# ABOUT THIS EXERCISE:
Select from the data all lines with the word "usize".

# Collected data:
____

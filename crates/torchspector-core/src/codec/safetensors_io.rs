//! Safetensors reading and writing.

use std::collections::HashSet;
use std::fs::File;
use std::path::Path;

use safetensors::tensor::TensorView;
use safetensors::SafeTensors;
use tracing::debug;

use crate::{CheckpointError, Dtype, Mapping, Result, Tensor, Value};

pub(super) fn load(path: &Path) -> Result<Mapping> {
    let file = File::open(path)?;
    // SAFETY: The file is opened read-only and the map outlives every view
    // taken from it in this function.
    #[allow(unsafe_code)]
    let mmap = unsafe { memmap2::Mmap::map(&file)? };

    let tensors = SafeTensors::deserialize(&mmap)?;
    let mut views = tensors.tensors();
    // File order, with the name breaking ties between empty tensors.
    views.sort_by(|(a_name, a), (b_name, b)| {
        (a.data().as_ptr() as usize)
            .cmp(&(b.data().as_ptr() as usize))
            .then_with(|| a_name.cmp(b_name))
    });

    let mut checkpoint = Mapping::new();
    for (name, view) in views {
        let dtype = Dtype::try_from(view.dtype())?;
        let tensor = Tensor::from_bytes(view.shape(), dtype, view.data())?;
        checkpoint.insert(name, tensor);
    }
    debug!("Read {} tensors from {:?}", checkpoint.len(), path);

    Ok(checkpoint)
}

pub(super) fn save(checkpoint: &Mapping, path: &Path) -> Result<()> {
    let mut flat = Vec::new();
    collect_tensors("", checkpoint, &mut flat)?;

    {
        let mut seen = HashSet::with_capacity(flat.len());
        for (name, _) in &flat {
            if !seen.insert(name.as_str()) {
                return Err(CheckpointError::DuplicateKey(name.clone()));
            }
        }
    }

    let encoded: Vec<(String, Dtype, Vec<usize>, Vec<u8>)> = flat
        .into_iter()
        .map(|(name, tensor)| {
            (name, tensor.dtype(), tensor.shape().to_vec(), tensor.to_bytes())
        })
        .collect();

    let views = encoded
        .iter()
        .map(|(name, dtype, shape, bytes)| {
            let view = TensorView::new((*dtype).into(), shape.clone(), bytes)?;
            Ok((name.as_str(), view))
        })
        .collect::<Result<Vec<_>>>()?;

    debug!("Writing {} tensors to {:?}", views.len(), path);
    safetensors::serialize_to_file(views, &None, path)?;

    Ok(())
}

/// Collect tensors, joining nested mapping keys with `.`.
fn collect_tensors<'a>(
    prefix: &str,
    map: &'a Mapping,
    out: &mut Vec<(String, &'a Tensor)>,
) -> Result<()> {
    for (key, value) in map {
        let name = if prefix.is_empty() {
            key.to_string()
        } else {
            format!("{prefix}.{key}")
        };
        match value {
            Value::Tensor(tensor) => out.push((name, tensor)),
            Value::Mapping(inner) => collect_tensors(&name, inner, out)?,
            other => {
                return Err(CheckpointError::NotSerializable {
                    key: name,
                    kind: other.kind(),
                })
            }
        }
    }
    Ok(())
}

____

# TASK ANSWER:
        (a.data().as_ptr() as usize)
            .cmp(&(b.data().as_ptr() as usize))
    let encoded: Vec<(String, Dtype, Vec<usize>, Vec<u8>)> = flat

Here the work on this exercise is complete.